### RECORDS

//! Command-line entry point (§6 environment variables), in the teacher's
//! `argh`-plus-env-fallback style (`sdk-sidecar::cli`): every setting has an
//! env var; the CLI flag is there only to override it locally without
//! exporting a variable.

use std::net::SocketAddr;

use crate::config::Config;

/// pay-server: the payment core's HTTP veneer (§4.11).
#[derive(argh::FromArgs)]
pub struct PayServerArgs {
    /// override `SERVICE_PORT`; the listener binds `0.0.0.0:<port>`.
    #[argh(option)]
    pub port: Option<u16>,
}

impl PayServerArgs {
    pub fn load_config() -> anyhow::Result<Config> {
        let args: Self = argh::from_env();
        let mut config = Config::from_env()?;
        if let Some(port) = args.port {
            config.listen_addr = SocketAddr::from(([0, 0, 0, 0], port));
        }
        Ok(config)
    }
}
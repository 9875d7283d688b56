use std::{
    cmp::Ordering,
    fmt::{self, Display},
    str::FromStr,
};

use bitcoin::{hashes::Hash as _, Txid};
use serde::{Deserialize, Serialize};

/// Almost exactly [`bitcoin::Txid`], but fixes the inconsistency between the
/// string-serialized and unserialized orderings caused by bitcoin sha256d hash
/// types being displayed in reverse hex order (thanks Satoshi!). Also provides
/// an `Arbitrary` impl. When neither of these are required, it is perfectly
/// fine (and equivalent) to use [`bitcoin::Txid`] directly.
///
/// To ensure that we don't accidentally display a non-reversed hash to a Lexe
/// user, we still display using [`Txid`]'s provided reverse hex impl, but we
/// override the [`Ord`] implementation to be consistent with the user-facing
/// lexicographic ordering.
///
/// See [`bitcoin::hashes::Hash::DISPLAY_BACKWARD`] or the `hash_newtype!`
/// definition of [`Txid`] for more info.
#[derive(Copy, Clone, Debug, Eq, Hash, PartialEq, Serialize, Deserialize)]
pub struct LxTxid(pub Txid);

impl Display for LxTxid {
    fn fmt(&self, f: &mut fmt::Formatter<'_>) -> fmt::Result {
        Txid::fmt(&self.0, f)
    }
}

impl FromStr for LxTxid {
    type Err = bitcoin::hex::HexToArrayError;
    fn from_str(s: &str) -> Result<Self, Self::Err> {
        Txid::from_str(s).map(Self)
    }
}

impl Ord for LxTxid {
    fn cmp(&self, other: &Self) -> Ordering {
        // Compare the two hashes byte by byte, starting with the least
        // significant byte (i.e. in reverse order), returning as soon as we
        // find a pair of bytes that are not equal, returning Ordering::Equal if
        // all of the bytes were equal.
        self.0
            .as_raw_hash()
            .as_byte_array()
            .iter()
            .rev()
            .cmp(other.0.as_byte_array().iter().rev())
    }
}

impl PartialOrd for LxTxid {
    fn partial_cmp(&self, other: &Self) -> Option<Ordering> {
        Some(self.cmp(other))
    }
}

#[cfg(any(test, feature = "test-utils"))]
mod arbitrary_impl {
    use proptest::{
        arbitrary::{any, Arbitrary},
        strategy::{BoxedStrategy, Strategy},
    };

    use super::*;

    impl Arbitrary for LxTxid {
        type Parameters = ();
        type Strategy = BoxedStrategy<Self>;
        fn arbitrary_with(_args: Self::Parameters) -> Self::Strategy {
            // Excluding .no_shrink() makes it easier to debug
            any::<[u8; 32]>()
                .prop_map(Txid::from_byte_array)
                .prop_map(Self)
                .boxed()
        }
    }
}

#[cfg(test)]
mod test {
    use proptest::{arbitrary::any, prop_assert_eq, proptest};

    use super::*;
    use crate::test_utils::roundtrip;

    #[test]
    fn txid_roundtrip() {
        roundtrip::fromstr_display_roundtrip_proptest::<LxTxid>();
        roundtrip::json_string_roundtrip_proptest::<LxTxid>();
        roundtrip::bcs_roundtrip_proptest::<LxTxid>();
    }

    #[test]
    fn txid_ordering_equivalence() {
        proptest!(|(txid1 in any::<LxTxid>(), txid2 in any::<LxTxid>())| {
            let txid1_str = txid1.to_string();
            let txid2_str = txid2.to_string();

            let unserialized_order = txid1.cmp(&txid2);
            let string_serialized_order = txid1_str.cmp(&txid2_str);

            prop_assert_eq!(unserialized_order, string_serialized_order);
        });
    }
}
use std::fmt::{self, Display};
use std::net::SocketAddr;
use std::str::FromStr;

use anyhow::{ensure, Context};
use bitcoin::blockdata::constants;
use bitcoin::hash_types::BlockHash;
use lightning::routing::gossip::RoutingFees;
use lightning::routing::router::RouteHintHop;
use lightning_invoice::Currency;
use serde::{Deserialize, Serialize};

use crate::api::{NodePk, Scid};
use crate::ln::peer::ChannelPeer;

/// User node CLI args.
pub mod node;

pub const MAINNET_NETWORK: Network = Network(bitcoin::Network::Bitcoin);
pub const TESTNET_NETWORK: Network = Network(bitcoin::Network::Testnet);
pub const REGTEST_NETWORK: Network = Network(bitcoin::Network::Regtest);
pub const SIGNET_NETWORK: Network = Network(bitcoin::Network::Signet);

/// A wrapper around [`bitcoin::Network`] that implements [`FromStr`] /
/// [`Display`] in a consistent way.
///
/// There are slight variations is how the network is represented as strings
/// across bitcoin, lightning, Lexe, etc. For consistency, we use the mapping
/// defined in [`bitcoin::Network`]'s `FromStr` impl, which is:
///
/// - Bitcoin <-> "bitcoin"
/// - Testnet <-> "testnet",
/// - Signet <-> "signet",
/// - Regtest <-> "regtest"
#[derive(Copy, Clone, Debug, PartialEq, Eq, Deserialize, Serialize)]
pub struct Network(pub bitcoin::Network);

/// Information about the LSP which the user node needs to connect and to
/// generate route hints when no channel exists.
#[derive(Clone, Debug, PartialEq, Eq, Serialize, Deserialize)]
pub struct LspInfo {
    /// The protocol://host:port of the LSP's HTTP server. The node will
    /// default to a mock client if not supplied, provided that
    /// `--allow-mock` is set and we are not in prod.
    pub url: Option<String>,
    // - ChannelPeer fields - //
    pub node_pk: NodePk,
    /// The socket on which the LSP accepts P2P LN connections from user nodes
    pub addr: SocketAddr,
    // - RoutingFees fields - //
    pub base_msat: u32,
    pub proportional_millionths: u32,
    // - RouteHintHop fields - //
    pub cltv_expiry_delta: u16,
    pub htlc_minimum_msat: u64,
    pub htlc_maximum_msat: u64,
}

// --- impl Network --- //

impl Network {
    pub fn to_inner(self) -> bitcoin::Network {
        self.0
    }

    pub fn to_str(self) -> &'static str {
        match self.to_inner() {
            bitcoin::Network::Bitcoin => "bitcoin",
            bitcoin::Network::Testnet => "testnet",
            bitcoin::Network::Regtest => "regtest",
            bitcoin::Network::Signet => "signet",
        }
    }

    /// Gets the blockhash of the genesis block of this [`Network`]
    pub fn genesis_hash(self) -> BlockHash {
        constants::genesis_block(self.to_inner())
            .header
            .block_hash()
    }
}

#[cfg(any(test, feature = "test-utils"))]
impl Default for Network {
    fn default() -> Self {
        Self(bitcoin::Network::Regtest)
    }
}

impl FromStr for Network {
    type Err = anyhow::Error;

    fn from_str(s: &str) -> Result<Self, Self::Err> {
        let network = bitcoin::Network::from_str(s)?;
        ensure!(
            !matches!(network, bitcoin::Network::Bitcoin),
            "Mainnet is disabled for now"
        );
        Ok(Self(network))
    }
}

impl Display for Network {
    fn fmt(&self, f: &mut fmt::Formatter) -> fmt::Result {
        write!(f, "{}", self.to_str())
    }
}

impl From<Network> for bitcoin_bech32::constants::Network {
    fn from(network: Network) -> Self {
        match network.to_inner() {
            bitcoin::Network::Bitcoin => {
                bitcoin_bech32::constants::Network::Bitcoin
            }
            bitcoin::Network::Testnet => {
                bitcoin_bech32::constants::Network::Testnet
            }
            bitcoin::Network::Regtest => {
                bitcoin_bech32::constants::Network::Regtest
            }
            bitcoin::Network::Signet => {
                bitcoin_bech32::constants::Network::Signet
            }
        }
    }
}

impl From<Network> for Currency {
    fn from(network: Network) -> Self {
        match network.to_inner() {
            bitcoin::Network::Bitcoin => Currency::Bitcoin,
            bitcoin::Network::Testnet => Currency::BitcoinTestnet,
            bitcoin::Network::Regtest => Currency::Regtest,
            bitcoin::Network::Signet => Currency::Signet,
        }
    }
}

// --- impl LspInfo --- //

impl LspInfo {
    pub fn channel_peer(&self) -> ChannelPeer {
        ChannelPeer {
            node_pk: self.node_pk,
            addr: self.addr,
        }
    }

    pub fn route_hint_hop(&self, scid: Scid) -> RouteHintHop {
        RouteHintHop {
            src_node_id: self.node_pk.0,
            short_channel_id: scid.0,
            fees: RoutingFees {
                base_msat: self.base_msat,
                proportional_millionths: self.proportional_millionths,
            },
            cltv_expiry_delta: self.cltv_expiry_delta,
            htlc_minimum_msat: Some(self.htlc_minimum_msat),
            htlc_maximum_msat: Some(self.htlc_maximum_msat),
        }
    }
}

impl FromStr for LspInfo {
    type Err = anyhow::Error;
    fn from_str(s: &str) -> Result<Self, Self::Err> {
        serde_json::from_str(s).context("Invalid JSON")
    }
}

impl Display for LspInfo {
    fn fmt(&self, f: &mut fmt::Formatter<'_>) -> fmt::Result {
        let json_str = serde_json::to_string(&self)
            .expect("Does not contain map with non-string keys");
        write!(f, "{json_str}")
    }
}

// --- Arbitrary impls --- //

#[cfg(any(test, feature = "test-utils"))]
mod arbitrary {
    use proptest::arbitrary::Arbitrary;
    use proptest::strategy::{BoxedStrategy, Just, Strategy};

    use super::*;

    impl Arbitrary for Network {
        type Parameters = ();
        type Strategy = BoxedStrategy<Self>;

        fn arbitrary_with(_args: Self::Parameters) -> Self::Strategy {
            proptest::prop_oneof! {
                // TODO: Mainnet is disabled for now
                // Just(Network(bitcoin::Network::Bitcoin)),
                Just(Network(bitcoin::Network::Testnet)),
                Just(Network(bitcoin::Network::Regtest)),
                Just(Network(bitcoin::Network::Signet)),
            }
            .boxed()
        }
    }
}

#[cfg(all(any(test, feature = "test-utils"), not(target_env = "sgx")))]
mod arbitrary_not_sgx {
    use proptest::arbitrary::{any, Arbitrary};
    use proptest::strategy::{BoxedStrategy, Strategy};

    use super::*;
    use crate::test_utils::arbitrary;

    impl Arbitrary for LspInfo {
        type Parameters = ();
        type Strategy = BoxedStrategy<Self>;
        fn arbitrary_with(_args: Self::Parameters) -> Self::Strategy {
            (
                any::<Option<String>>(),
                any::<NodePk>(),
                arbitrary::any_socket_addr(),
                any::<u32>(),
                any::<u32>(),
                any::<u16>(),
                any::<u64>(),
                any::<u64>(),
            )
                .prop_map(
                    |(
                        url,
                        node_pk,
                        addr,
                        base_msat,
                        proportional_millionths,
                        cltv_expiry_delta,
                        htlc_minimum_msat,
                        htlc_maximum_msat,
                    )| {
                        Self {
                            url,
                            node_pk,
                            addr,
                            base_msat,
                            proportional_millionths,
                            cltv_expiry_delta,
                            htlc_minimum_msat,
                            htlc_maximum_msat,
                        }
                    },
                )
                .boxed()
        }
    }
}

#[cfg(test)]
mod test {
    use super::*;
    use crate::test_utils::roundtrip;

    #[test]
    fn network_roundtrip() {
        roundtrip::fromstr_display_roundtrip_proptest::<Network>();
    }
}

#[cfg(all(test, not(target_env = "sgx")))]
mod test_notsgx {
    use super::*;
    use crate::test_utils::roundtrip;

    #[test]
    fn lsp_info_roundtrip() {
        roundtrip::fromstr_display_roundtrip_proptest::<LspInfo>();
    }
}
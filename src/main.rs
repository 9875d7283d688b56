mod api;
mod attest;
mod bitcoind_client;
mod cli;
mod convert;
mod event_handler;
mod hex_utils;
mod init;
mod logger;
mod persister;
mod repl;
mod types;

pub fn main() -> anyhow::Result<()> {
    // TODO(phlip9): init tracing

    let args = argh::from_env::<cli::Args>();
    args.run()
}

######

▶ _PROBLEM TO SOLVE_: If the word "crate" is on a line above, return that line.

▶ _RESULT_:
use crate::config::Config;
    use crate::test_utils::roundtrip;
use crate::api::{NodePk, Scid};
use crate::ln::peer::ChannelPeer;
    use crate::test_utils::arbitrary;
    use crate::test_utils::roundtrip;
    use crate::test_utils::roundtrip;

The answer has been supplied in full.